Record extracts:
===

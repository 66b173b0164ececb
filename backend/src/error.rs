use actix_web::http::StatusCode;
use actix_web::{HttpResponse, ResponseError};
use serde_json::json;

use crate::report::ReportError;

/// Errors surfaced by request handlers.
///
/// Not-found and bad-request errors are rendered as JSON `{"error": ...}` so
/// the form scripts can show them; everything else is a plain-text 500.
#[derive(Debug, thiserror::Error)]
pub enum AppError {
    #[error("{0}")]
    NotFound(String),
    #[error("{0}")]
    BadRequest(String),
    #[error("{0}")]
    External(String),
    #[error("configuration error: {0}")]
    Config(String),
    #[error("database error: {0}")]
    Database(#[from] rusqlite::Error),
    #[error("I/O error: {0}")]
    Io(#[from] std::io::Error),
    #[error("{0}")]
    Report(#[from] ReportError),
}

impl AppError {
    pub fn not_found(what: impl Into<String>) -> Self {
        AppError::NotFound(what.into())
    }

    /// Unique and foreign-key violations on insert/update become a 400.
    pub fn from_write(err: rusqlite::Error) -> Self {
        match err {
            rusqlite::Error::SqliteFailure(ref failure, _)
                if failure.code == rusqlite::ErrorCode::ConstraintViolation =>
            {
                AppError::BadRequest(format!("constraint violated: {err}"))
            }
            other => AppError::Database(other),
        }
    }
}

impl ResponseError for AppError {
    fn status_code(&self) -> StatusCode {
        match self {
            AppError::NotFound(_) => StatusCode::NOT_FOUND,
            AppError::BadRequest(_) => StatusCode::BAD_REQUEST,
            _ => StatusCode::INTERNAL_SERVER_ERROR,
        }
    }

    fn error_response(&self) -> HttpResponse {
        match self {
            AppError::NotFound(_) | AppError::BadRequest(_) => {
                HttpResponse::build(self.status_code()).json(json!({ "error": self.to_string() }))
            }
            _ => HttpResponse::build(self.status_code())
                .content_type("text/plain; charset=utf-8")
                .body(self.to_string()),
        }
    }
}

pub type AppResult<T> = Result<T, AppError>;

===

Once you have identified the lines above that contain "HttpResponse", copy each of them.

use actix_web::{HttpResponse, ResponseError};
    fn error_response(&self) -> HttpResponse {
                HttpResponse::build(self.status_code()).json(json!({ "error": self.to_string() }))
            _ => HttpResponse::build(self.status_code())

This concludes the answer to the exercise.